Task instructions:
In the material below, find each line that contains the word "offset" and copy it.

Data for processing:
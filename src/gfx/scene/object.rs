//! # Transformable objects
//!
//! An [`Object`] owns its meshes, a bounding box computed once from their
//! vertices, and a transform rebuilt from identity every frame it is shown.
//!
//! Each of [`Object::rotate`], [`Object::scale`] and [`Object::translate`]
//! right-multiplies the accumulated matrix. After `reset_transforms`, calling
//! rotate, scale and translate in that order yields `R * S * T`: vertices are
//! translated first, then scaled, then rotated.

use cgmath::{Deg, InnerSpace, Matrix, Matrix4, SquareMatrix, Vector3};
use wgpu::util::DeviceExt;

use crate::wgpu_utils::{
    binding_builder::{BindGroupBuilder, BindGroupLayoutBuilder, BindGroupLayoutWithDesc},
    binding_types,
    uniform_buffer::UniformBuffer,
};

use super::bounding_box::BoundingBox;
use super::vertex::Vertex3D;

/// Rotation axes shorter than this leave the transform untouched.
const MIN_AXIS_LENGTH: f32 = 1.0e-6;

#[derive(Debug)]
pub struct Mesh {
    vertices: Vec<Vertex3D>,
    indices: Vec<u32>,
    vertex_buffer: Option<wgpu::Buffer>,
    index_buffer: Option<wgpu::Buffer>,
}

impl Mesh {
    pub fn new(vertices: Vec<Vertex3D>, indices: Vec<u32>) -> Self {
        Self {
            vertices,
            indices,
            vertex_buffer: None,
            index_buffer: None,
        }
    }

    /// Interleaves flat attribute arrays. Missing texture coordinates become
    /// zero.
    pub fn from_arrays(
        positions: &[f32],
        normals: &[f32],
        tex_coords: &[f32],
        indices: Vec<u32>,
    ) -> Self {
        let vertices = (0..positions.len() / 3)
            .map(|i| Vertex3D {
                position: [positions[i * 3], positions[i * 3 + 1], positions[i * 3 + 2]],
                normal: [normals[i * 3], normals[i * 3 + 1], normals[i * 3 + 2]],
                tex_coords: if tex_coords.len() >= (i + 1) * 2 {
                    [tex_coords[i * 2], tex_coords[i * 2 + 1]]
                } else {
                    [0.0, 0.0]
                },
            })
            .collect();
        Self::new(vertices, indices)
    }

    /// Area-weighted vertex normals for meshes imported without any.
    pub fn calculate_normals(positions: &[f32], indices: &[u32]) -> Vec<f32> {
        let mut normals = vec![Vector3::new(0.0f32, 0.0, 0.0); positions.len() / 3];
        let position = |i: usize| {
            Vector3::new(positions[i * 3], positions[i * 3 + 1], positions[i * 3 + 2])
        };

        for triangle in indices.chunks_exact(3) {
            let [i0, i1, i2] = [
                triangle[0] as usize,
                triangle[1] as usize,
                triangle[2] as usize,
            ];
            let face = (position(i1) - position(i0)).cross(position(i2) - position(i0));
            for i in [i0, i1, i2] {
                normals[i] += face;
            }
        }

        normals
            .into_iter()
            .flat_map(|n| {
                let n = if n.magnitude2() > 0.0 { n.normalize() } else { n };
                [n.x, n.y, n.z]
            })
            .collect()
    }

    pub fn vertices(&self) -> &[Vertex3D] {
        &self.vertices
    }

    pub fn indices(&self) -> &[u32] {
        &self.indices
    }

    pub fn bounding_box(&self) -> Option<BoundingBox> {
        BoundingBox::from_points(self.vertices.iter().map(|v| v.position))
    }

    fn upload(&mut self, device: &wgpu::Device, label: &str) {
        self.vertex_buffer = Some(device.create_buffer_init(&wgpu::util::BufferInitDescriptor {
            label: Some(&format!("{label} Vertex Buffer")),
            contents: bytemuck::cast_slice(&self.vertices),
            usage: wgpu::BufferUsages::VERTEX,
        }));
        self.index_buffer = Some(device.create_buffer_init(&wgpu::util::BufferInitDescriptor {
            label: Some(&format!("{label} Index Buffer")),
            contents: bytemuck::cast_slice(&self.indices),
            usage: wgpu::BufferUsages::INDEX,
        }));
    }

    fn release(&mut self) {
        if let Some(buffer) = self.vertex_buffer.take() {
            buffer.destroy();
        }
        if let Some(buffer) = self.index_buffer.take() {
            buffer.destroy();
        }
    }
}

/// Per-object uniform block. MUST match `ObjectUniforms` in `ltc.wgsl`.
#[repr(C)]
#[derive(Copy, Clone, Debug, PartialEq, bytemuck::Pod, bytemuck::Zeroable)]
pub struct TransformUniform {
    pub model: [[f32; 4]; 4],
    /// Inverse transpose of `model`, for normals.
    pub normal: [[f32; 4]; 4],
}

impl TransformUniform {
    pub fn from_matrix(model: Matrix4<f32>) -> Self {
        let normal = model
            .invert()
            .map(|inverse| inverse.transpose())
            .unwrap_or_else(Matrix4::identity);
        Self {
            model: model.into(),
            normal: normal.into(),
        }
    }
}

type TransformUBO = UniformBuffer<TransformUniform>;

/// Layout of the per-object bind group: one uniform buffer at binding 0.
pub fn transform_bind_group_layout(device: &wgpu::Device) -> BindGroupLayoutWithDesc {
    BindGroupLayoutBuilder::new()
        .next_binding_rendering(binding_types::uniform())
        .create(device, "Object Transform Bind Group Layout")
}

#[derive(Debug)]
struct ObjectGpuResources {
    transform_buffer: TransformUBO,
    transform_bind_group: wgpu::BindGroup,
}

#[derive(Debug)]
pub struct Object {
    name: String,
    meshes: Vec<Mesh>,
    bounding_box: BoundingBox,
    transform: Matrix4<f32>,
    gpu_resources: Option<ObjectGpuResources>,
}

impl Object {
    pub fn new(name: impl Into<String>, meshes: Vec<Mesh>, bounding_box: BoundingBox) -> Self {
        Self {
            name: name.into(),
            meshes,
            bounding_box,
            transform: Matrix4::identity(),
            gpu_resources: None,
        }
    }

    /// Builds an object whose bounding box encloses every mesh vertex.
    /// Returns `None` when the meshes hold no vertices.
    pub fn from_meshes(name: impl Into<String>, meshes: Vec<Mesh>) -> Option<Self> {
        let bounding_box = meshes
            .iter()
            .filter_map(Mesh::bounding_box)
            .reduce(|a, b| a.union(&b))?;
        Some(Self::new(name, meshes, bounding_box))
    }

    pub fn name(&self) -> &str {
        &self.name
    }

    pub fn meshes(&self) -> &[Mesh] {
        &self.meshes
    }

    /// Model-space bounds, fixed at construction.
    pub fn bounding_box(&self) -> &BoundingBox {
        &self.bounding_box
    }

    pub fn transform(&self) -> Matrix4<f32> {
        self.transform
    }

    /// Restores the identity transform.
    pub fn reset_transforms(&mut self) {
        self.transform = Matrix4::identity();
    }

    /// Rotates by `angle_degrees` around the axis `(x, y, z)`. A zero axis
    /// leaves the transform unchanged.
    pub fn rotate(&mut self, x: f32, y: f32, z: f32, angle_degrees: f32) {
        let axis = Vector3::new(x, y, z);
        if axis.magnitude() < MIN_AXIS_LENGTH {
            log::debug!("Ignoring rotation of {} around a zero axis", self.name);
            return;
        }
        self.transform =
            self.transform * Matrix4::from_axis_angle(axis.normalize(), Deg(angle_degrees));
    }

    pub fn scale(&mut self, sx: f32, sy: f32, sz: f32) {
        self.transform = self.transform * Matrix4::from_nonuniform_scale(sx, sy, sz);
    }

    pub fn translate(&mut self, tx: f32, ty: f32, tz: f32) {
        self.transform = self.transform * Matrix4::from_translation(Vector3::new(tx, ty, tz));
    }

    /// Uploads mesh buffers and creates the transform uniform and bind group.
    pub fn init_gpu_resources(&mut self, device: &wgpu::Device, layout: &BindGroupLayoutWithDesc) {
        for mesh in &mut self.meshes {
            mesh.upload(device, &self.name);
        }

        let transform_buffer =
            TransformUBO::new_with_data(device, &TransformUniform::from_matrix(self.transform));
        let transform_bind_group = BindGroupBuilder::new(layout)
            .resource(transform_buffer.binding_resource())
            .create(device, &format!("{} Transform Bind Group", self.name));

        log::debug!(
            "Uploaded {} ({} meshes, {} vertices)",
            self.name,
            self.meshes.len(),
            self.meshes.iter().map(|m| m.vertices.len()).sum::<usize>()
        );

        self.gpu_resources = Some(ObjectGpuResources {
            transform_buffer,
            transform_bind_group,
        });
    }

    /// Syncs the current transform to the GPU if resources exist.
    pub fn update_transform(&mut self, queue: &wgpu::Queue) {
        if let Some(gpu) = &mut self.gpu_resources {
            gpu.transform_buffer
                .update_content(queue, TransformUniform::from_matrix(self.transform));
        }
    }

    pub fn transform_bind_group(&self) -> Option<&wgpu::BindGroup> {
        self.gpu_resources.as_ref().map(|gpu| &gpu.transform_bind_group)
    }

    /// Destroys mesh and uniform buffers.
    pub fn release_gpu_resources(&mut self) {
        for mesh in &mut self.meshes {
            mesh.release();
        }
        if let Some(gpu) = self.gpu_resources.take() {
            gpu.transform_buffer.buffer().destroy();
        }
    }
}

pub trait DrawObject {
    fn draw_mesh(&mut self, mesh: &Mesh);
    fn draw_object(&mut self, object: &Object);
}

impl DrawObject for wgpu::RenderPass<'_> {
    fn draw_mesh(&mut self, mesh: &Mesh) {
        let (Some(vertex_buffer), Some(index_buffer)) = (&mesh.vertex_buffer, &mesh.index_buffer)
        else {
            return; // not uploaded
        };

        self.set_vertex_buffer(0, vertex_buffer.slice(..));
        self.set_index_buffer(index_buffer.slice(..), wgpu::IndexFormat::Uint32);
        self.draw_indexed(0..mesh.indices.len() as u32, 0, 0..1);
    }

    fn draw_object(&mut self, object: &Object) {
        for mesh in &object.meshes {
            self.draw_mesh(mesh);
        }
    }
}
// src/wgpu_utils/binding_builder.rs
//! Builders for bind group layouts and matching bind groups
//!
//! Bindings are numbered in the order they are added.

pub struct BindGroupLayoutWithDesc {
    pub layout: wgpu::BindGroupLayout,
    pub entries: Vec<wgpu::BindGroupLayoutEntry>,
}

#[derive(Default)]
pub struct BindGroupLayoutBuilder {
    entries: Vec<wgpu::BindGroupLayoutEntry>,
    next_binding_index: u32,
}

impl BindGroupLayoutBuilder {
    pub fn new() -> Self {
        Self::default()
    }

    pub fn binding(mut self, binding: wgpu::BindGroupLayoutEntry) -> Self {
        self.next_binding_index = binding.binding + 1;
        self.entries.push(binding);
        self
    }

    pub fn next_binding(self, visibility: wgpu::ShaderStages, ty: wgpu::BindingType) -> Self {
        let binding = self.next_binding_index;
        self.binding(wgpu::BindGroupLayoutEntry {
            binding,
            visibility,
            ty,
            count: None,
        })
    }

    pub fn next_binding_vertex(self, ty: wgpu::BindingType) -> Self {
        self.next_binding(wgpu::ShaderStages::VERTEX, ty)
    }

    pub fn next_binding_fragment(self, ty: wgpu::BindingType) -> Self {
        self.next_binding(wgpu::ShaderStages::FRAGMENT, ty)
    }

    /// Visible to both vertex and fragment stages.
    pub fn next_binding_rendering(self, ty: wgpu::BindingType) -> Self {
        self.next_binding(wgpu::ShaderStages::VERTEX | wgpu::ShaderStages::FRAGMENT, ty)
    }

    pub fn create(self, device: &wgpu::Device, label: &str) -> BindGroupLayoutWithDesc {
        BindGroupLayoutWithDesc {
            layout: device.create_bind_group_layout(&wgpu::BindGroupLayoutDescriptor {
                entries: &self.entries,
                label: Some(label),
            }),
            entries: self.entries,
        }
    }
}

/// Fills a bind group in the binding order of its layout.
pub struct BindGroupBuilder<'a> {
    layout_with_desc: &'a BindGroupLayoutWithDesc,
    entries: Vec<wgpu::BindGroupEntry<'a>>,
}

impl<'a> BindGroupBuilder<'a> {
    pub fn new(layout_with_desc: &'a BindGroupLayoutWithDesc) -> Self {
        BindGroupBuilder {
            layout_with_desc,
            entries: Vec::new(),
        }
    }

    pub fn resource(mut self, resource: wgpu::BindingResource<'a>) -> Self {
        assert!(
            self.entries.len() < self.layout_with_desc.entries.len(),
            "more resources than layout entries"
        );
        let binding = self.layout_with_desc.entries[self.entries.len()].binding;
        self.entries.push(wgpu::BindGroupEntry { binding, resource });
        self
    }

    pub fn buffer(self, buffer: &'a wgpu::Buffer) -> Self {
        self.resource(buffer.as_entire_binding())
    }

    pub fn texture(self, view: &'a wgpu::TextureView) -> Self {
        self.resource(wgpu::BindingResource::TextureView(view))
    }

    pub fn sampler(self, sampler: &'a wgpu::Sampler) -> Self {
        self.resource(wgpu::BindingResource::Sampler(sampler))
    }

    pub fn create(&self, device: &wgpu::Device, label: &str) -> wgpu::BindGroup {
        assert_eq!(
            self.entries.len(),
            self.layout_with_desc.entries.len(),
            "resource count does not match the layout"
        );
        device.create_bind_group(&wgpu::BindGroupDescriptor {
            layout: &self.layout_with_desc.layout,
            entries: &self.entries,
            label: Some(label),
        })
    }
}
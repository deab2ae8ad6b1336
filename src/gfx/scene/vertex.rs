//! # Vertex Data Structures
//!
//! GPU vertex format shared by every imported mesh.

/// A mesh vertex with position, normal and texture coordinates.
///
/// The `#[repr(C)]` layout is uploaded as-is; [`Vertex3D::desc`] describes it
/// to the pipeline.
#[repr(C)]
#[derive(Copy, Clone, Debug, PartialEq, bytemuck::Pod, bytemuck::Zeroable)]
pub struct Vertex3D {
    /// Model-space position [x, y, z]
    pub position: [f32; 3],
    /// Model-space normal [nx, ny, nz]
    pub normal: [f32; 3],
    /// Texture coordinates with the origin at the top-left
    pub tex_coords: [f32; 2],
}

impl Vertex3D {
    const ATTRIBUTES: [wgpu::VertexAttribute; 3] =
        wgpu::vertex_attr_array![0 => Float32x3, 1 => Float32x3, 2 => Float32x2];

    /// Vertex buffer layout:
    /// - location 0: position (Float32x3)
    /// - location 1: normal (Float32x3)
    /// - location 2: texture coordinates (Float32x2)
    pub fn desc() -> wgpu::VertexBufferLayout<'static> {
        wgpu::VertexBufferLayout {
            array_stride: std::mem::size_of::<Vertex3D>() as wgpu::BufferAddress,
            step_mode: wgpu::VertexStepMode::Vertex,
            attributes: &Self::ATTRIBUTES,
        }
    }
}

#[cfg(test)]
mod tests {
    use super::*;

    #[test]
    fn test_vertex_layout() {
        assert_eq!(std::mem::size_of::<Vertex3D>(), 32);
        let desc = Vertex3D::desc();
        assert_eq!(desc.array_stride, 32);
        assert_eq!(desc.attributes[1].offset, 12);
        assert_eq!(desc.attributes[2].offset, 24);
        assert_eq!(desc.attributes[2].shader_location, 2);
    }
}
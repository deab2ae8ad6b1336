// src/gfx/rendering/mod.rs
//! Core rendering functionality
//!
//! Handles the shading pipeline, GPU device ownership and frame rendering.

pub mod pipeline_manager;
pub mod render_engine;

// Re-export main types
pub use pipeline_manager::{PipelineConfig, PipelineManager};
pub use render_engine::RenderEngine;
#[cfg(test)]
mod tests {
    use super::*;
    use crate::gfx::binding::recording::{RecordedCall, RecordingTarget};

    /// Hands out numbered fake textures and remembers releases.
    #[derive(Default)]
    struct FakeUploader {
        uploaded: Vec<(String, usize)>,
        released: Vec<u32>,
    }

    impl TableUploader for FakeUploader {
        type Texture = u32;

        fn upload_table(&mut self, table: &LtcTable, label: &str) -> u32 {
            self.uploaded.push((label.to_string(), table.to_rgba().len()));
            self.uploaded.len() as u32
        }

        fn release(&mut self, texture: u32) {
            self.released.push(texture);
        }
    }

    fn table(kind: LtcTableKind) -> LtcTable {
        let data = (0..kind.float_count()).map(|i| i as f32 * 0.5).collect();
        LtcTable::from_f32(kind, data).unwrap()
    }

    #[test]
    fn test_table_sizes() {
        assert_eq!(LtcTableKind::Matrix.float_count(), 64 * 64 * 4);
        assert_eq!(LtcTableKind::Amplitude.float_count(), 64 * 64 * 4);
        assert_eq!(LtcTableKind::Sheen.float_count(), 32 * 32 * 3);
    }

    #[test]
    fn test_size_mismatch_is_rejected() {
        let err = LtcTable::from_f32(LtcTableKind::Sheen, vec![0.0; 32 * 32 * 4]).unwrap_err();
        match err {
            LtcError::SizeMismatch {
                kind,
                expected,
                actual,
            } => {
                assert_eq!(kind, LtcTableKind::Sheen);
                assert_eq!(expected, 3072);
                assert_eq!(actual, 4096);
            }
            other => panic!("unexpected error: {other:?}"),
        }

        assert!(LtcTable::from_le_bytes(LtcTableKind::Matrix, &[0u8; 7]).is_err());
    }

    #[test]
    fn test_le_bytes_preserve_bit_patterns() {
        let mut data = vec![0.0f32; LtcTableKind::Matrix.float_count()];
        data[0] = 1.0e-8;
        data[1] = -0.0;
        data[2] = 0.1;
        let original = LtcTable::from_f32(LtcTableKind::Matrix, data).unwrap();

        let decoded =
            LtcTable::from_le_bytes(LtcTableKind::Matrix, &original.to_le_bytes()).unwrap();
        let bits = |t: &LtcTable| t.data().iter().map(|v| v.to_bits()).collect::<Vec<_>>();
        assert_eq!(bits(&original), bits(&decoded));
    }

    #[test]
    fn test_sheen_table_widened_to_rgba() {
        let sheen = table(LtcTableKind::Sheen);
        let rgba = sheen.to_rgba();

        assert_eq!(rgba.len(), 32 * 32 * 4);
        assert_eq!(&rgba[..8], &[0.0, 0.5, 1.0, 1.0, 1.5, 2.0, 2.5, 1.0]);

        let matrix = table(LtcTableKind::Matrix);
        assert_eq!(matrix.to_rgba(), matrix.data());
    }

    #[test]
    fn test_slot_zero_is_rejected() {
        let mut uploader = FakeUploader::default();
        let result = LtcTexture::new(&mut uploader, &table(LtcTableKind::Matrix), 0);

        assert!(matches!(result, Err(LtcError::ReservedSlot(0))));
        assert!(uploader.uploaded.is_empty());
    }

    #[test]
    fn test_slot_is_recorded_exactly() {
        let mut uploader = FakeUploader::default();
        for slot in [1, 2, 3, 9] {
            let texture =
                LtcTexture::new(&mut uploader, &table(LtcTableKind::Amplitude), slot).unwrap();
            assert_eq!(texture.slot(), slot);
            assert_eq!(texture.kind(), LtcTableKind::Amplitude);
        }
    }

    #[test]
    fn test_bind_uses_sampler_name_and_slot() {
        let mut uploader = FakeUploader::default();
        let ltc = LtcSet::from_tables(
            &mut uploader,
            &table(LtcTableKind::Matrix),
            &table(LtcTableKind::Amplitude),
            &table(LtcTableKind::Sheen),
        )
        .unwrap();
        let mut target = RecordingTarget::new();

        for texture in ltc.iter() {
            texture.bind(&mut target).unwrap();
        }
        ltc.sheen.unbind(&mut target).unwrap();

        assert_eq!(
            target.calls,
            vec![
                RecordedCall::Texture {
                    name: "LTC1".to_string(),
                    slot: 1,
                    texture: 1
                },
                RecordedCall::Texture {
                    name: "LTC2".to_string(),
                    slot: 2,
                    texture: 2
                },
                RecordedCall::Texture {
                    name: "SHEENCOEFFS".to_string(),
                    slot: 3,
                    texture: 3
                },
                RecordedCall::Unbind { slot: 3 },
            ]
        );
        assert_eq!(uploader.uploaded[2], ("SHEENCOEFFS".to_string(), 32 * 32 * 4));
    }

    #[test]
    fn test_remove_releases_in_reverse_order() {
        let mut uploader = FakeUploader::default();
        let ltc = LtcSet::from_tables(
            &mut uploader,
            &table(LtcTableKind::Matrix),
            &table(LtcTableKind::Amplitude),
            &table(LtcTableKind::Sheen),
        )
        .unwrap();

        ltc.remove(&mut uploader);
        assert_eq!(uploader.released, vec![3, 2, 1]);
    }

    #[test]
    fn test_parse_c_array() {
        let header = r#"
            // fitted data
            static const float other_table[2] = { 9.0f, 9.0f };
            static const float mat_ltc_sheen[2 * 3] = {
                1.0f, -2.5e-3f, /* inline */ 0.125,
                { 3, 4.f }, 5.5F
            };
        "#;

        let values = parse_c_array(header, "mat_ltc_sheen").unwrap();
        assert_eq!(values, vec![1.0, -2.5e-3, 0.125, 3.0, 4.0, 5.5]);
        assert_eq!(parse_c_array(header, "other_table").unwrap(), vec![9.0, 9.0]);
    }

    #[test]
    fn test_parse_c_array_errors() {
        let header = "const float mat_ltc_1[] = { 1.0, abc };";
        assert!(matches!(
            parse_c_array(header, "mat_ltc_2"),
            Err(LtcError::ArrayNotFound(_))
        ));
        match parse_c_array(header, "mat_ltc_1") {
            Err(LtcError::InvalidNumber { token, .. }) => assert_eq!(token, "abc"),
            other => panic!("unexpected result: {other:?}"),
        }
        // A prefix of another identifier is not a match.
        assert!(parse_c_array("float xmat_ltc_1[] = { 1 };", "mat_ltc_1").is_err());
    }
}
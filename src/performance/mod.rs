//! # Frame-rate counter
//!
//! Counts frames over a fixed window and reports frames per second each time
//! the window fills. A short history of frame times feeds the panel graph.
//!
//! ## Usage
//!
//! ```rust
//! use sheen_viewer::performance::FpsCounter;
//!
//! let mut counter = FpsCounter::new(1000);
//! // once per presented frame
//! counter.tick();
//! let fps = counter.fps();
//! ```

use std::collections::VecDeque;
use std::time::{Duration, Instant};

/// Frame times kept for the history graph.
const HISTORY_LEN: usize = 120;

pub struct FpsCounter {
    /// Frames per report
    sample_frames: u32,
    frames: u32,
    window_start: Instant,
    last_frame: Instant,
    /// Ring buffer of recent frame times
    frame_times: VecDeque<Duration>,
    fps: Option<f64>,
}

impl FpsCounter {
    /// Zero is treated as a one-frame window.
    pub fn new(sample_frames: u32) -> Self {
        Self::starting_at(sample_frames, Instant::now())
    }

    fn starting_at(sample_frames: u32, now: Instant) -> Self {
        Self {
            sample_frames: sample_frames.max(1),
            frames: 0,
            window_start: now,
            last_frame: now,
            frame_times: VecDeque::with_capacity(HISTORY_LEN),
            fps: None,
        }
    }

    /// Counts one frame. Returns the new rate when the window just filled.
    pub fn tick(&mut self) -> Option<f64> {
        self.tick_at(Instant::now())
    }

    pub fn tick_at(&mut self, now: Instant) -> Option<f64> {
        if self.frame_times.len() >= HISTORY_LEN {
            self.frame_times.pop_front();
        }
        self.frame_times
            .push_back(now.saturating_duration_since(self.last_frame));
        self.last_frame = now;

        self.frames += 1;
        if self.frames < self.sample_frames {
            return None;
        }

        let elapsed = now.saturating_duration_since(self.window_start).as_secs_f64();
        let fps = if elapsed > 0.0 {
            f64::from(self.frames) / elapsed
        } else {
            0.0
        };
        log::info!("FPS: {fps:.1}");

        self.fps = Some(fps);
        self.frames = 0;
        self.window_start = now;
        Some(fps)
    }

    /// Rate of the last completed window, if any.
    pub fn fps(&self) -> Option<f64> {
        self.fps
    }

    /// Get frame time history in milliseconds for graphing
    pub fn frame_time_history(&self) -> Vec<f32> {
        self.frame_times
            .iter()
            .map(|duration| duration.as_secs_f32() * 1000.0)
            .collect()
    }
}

Solved exercise:
        assert_eq!(desc.attributes[1].offset, 12);
        assert_eq!(desc.attributes[2].offset, 24);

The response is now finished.